▶ [EXERCISE DATA]
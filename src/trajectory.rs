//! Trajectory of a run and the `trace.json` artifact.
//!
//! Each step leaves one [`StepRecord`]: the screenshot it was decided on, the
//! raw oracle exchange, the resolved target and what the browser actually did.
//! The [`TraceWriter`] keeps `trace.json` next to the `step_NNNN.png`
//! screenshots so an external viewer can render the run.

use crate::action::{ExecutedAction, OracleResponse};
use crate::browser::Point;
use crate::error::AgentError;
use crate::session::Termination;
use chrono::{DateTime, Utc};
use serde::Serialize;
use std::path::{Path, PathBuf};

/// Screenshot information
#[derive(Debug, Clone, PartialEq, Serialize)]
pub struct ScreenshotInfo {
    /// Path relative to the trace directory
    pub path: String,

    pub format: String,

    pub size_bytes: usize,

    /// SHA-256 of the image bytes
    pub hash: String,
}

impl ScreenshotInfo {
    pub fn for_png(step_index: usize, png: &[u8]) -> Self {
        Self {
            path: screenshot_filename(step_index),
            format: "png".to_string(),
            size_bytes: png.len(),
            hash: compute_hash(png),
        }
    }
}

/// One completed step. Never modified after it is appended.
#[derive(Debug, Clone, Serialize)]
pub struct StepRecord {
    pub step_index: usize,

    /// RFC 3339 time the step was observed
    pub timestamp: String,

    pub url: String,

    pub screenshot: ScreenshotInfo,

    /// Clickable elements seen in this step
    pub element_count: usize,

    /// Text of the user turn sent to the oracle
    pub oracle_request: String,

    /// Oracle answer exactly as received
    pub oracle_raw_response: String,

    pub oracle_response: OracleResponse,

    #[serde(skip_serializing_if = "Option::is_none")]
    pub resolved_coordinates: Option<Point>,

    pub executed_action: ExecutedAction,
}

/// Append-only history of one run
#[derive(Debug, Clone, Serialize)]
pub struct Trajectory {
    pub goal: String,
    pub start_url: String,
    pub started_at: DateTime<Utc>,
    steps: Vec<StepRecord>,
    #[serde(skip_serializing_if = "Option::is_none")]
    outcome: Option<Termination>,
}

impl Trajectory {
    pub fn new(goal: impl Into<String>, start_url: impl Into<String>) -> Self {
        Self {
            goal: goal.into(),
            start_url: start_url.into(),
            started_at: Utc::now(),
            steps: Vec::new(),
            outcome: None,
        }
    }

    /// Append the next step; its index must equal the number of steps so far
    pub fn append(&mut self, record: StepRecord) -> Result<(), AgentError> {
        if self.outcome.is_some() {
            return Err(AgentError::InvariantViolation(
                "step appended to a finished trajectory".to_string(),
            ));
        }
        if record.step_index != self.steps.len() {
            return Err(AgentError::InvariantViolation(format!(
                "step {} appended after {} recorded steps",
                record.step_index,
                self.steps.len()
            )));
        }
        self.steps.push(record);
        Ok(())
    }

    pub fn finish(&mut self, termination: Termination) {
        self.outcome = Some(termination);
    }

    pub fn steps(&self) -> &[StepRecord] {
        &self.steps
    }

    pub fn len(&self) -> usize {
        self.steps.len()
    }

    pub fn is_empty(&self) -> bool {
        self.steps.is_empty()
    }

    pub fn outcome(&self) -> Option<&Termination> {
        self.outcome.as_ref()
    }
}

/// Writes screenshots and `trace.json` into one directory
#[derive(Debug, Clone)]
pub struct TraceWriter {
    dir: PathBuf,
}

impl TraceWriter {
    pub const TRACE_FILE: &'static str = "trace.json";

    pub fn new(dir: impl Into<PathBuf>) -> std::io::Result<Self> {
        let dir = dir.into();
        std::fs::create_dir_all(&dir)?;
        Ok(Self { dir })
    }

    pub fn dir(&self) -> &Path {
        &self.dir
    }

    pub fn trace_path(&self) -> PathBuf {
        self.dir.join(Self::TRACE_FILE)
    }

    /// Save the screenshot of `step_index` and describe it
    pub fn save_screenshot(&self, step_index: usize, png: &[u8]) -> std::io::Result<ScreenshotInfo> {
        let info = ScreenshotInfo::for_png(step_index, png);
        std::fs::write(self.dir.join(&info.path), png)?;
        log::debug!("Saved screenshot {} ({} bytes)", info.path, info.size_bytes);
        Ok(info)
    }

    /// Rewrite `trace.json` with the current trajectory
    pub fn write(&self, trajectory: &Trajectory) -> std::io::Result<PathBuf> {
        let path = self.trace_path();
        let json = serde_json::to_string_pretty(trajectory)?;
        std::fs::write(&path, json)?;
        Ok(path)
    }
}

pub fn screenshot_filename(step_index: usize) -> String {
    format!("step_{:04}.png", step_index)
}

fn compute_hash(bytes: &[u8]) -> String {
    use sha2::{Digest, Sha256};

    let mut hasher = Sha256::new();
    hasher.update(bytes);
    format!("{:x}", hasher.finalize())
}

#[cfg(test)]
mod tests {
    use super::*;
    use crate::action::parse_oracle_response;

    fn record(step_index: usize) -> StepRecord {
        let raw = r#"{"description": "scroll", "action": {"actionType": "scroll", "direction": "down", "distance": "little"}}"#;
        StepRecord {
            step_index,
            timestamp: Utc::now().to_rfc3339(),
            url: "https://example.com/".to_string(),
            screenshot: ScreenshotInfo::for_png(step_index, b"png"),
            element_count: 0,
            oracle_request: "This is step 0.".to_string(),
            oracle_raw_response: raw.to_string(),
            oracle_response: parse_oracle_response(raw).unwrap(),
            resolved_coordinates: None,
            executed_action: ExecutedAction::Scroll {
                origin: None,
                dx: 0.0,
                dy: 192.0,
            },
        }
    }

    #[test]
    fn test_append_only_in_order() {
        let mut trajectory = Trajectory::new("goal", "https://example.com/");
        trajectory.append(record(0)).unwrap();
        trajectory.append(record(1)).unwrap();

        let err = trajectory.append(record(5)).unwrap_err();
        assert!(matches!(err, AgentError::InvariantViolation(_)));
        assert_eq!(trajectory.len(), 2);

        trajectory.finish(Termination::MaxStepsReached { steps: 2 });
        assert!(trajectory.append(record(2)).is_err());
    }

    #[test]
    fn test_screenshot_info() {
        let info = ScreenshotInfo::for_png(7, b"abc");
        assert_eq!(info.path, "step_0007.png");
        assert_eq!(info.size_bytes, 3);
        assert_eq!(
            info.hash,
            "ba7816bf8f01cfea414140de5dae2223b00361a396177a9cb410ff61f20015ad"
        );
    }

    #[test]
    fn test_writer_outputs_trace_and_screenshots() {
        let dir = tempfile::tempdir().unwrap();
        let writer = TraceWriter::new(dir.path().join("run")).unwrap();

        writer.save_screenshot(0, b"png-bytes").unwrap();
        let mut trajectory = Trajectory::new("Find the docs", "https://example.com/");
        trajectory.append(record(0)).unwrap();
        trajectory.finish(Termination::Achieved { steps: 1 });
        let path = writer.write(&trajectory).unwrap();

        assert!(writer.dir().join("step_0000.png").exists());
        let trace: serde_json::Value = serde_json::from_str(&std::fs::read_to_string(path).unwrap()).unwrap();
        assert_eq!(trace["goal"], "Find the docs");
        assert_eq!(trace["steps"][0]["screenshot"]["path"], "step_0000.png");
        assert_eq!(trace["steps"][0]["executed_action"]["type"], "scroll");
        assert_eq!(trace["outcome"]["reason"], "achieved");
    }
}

...

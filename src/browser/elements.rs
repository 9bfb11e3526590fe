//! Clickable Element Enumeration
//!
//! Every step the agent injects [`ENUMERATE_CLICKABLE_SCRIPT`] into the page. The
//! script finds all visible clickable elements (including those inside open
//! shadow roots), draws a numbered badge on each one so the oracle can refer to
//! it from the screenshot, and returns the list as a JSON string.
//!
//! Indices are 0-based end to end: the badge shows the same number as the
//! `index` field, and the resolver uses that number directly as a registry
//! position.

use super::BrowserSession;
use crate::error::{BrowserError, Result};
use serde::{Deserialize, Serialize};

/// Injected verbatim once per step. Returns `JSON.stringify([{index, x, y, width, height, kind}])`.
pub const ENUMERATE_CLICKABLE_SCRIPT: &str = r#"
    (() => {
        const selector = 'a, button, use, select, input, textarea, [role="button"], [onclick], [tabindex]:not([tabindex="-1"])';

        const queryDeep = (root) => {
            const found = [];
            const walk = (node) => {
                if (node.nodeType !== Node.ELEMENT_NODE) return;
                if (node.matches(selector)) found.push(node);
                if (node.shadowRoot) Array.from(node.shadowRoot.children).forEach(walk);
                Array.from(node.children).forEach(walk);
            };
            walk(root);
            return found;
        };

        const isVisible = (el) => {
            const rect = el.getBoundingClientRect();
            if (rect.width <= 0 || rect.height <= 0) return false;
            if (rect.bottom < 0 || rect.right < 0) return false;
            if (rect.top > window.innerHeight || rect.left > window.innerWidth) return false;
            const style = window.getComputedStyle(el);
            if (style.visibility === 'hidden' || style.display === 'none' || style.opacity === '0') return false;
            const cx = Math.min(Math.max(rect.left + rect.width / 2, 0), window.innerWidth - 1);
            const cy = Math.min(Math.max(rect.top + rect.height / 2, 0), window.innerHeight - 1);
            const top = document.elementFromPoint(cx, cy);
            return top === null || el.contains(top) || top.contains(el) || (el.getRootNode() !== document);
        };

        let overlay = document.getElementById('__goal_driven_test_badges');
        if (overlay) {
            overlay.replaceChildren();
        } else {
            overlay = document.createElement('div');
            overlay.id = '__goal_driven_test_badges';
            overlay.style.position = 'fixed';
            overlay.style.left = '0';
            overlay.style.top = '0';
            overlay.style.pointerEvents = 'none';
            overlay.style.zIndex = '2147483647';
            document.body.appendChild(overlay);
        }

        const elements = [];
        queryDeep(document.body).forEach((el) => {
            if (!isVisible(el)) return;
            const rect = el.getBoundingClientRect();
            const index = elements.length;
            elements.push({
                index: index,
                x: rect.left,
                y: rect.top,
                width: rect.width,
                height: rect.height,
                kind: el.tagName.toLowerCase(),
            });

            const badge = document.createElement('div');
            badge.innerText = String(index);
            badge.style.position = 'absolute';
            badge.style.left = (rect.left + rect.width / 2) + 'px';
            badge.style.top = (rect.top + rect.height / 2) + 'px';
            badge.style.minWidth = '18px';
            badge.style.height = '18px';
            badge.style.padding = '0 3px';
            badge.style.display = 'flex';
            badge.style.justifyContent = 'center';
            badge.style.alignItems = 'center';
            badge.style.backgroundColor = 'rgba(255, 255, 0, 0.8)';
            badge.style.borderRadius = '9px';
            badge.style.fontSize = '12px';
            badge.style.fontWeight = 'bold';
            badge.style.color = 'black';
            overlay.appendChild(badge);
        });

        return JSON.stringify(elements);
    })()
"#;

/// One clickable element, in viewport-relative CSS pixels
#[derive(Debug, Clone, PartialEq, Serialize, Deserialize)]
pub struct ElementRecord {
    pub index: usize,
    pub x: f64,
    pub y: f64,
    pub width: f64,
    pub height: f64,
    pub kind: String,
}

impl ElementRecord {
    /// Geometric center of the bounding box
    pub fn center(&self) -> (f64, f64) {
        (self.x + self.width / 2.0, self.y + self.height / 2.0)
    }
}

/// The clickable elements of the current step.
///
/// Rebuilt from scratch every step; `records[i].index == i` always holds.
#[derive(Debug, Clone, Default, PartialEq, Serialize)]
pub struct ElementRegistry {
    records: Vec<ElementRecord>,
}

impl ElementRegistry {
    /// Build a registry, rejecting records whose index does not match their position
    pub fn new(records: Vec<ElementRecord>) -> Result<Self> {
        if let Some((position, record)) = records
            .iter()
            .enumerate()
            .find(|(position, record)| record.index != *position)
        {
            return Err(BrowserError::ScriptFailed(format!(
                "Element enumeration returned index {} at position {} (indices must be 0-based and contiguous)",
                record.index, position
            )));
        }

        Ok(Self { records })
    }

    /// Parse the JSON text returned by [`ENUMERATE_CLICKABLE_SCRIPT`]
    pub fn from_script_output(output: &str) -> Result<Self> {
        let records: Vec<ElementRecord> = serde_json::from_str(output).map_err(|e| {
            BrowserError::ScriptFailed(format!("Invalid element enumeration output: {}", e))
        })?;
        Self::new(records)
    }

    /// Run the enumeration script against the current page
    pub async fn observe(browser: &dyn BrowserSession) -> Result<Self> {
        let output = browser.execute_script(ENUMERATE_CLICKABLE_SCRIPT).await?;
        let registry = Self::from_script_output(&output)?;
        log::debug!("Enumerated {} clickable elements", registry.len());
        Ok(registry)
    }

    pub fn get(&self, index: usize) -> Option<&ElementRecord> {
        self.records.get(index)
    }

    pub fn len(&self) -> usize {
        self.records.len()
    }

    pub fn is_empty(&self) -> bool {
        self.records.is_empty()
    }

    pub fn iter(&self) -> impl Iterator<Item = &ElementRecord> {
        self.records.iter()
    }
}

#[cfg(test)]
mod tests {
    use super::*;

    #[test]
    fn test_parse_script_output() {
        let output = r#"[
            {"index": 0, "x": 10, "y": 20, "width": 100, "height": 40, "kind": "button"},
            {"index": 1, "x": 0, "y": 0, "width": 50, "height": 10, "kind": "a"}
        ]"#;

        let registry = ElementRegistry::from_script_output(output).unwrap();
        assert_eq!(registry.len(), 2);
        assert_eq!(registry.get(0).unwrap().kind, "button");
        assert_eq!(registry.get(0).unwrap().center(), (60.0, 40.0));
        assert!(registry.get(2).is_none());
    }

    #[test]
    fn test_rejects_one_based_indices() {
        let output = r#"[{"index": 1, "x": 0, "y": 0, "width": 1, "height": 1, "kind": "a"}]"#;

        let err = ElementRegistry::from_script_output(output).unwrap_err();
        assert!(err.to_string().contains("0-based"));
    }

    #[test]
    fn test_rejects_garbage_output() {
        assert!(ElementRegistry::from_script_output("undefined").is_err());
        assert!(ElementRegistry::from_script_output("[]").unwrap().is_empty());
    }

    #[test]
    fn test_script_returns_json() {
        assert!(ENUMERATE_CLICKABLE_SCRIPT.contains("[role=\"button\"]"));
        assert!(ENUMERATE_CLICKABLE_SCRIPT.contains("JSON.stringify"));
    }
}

...

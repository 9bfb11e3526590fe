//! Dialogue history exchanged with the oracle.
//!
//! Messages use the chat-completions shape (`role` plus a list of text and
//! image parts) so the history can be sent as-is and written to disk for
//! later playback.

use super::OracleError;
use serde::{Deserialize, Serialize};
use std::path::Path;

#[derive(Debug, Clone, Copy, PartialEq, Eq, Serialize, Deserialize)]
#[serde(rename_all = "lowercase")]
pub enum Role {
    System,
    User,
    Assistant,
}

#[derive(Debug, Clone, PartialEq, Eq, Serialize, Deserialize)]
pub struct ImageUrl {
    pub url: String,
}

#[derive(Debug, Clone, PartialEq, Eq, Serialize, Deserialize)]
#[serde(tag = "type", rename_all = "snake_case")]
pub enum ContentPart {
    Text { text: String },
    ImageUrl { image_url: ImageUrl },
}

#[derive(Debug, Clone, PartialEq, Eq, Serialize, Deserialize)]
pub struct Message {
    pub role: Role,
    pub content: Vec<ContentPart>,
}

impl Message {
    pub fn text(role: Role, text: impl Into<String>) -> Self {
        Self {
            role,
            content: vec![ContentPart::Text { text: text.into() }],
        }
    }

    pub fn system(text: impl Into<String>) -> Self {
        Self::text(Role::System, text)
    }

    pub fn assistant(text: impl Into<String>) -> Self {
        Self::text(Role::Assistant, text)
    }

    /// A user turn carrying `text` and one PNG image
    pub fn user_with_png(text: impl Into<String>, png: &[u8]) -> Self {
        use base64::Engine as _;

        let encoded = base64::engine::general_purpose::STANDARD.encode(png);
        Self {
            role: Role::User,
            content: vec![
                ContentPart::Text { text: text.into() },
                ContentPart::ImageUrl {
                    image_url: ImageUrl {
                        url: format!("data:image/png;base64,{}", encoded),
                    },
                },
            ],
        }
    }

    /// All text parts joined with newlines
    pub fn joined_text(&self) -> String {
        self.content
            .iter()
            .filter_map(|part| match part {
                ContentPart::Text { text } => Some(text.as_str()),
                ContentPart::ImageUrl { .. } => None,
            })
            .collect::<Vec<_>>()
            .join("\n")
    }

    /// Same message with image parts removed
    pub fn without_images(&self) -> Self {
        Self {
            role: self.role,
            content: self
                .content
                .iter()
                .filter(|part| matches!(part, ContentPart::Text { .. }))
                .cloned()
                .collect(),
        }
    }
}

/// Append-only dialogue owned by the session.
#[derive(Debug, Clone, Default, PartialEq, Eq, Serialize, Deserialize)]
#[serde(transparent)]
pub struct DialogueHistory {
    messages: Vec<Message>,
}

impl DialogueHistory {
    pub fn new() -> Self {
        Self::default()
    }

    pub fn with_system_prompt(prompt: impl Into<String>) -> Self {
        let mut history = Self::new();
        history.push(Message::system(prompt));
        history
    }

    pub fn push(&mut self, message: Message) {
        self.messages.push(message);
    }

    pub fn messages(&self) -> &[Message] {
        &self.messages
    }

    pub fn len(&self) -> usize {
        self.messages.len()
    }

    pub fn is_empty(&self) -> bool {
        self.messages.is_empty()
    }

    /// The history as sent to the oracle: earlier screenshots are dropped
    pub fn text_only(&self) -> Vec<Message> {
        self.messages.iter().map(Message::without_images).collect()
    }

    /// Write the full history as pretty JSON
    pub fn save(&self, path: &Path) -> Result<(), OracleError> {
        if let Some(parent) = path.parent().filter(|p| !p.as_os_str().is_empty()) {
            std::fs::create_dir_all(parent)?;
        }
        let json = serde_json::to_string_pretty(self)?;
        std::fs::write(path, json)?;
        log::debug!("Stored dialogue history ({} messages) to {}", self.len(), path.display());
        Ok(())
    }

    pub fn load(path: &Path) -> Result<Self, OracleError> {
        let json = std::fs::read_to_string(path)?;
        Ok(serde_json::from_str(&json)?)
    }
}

▶ [TASK TO CARRY OUT]
The lines above from the one containing "badge.style.borderRadius = '9px';" through the one containing "the current page" are to be set down exactly, and no others.

▶ [TASK ANSWER]
            badge.style.borderRadius = '9px';
            badge.style.fontSize = '12px';
            badge.style.fontWeight = 'bold';
            badge.style.color = 'black';
            overlay.appendChild(badge);
        });

        return JSON.stringify(elements);
    })()
"#;

/// One clickable element, in viewport-relative CSS pixels
#[derive(Debug, Clone, PartialEq, Serialize, Deserialize)]
pub struct ElementRecord {
    pub index: usize,
    pub x: f64,
    pub y: f64,
    pub width: f64,
    pub height: f64,
    pub kind: String,
}

impl ElementRecord {
    /// Geometric center of the bounding box
    pub fn center(&self) -> (f64, f64) {
        (self.x + self.width / 2.0, self.y + self.height / 2.0)
    }
}

/// The clickable elements of the current step.
///
/// Rebuilt from scratch every step; `records[i].index == i` always holds.
#[derive(Debug, Clone, Default, PartialEq, Serialize)]
pub struct ElementRegistry {
    records: Vec<ElementRecord>,
}

impl ElementRegistry {
    /// Build a registry, rejecting records whose index does not match their position
    pub fn new(records: Vec<ElementRecord>) -> Result<Self> {
        if let Some((position, record)) = records
            .iter()
            .enumerate()
            .find(|(position, record)| record.index != *position)
        {
            return Err(BrowserError::ScriptFailed(format!(
                "Element enumeration returned index {} at position {} (indices must be 0-based and contiguous)",
                record.index, position
            )));
        }

        Ok(Self { records })
    }

    /// Parse the JSON text returned by [`ENUMERATE_CLICKABLE_SCRIPT`]
    pub fn from_script_output(output: &str) -> Result<Self> {
        let records: Vec<ElementRecord> = serde_json::from_str(output).map_err(|e| {
            BrowserError::ScriptFailed(format!("Invalid element enumeration output: {}", e))
        })?;
        Self::new(records)
    }

    /// Run the enumeration script against the current page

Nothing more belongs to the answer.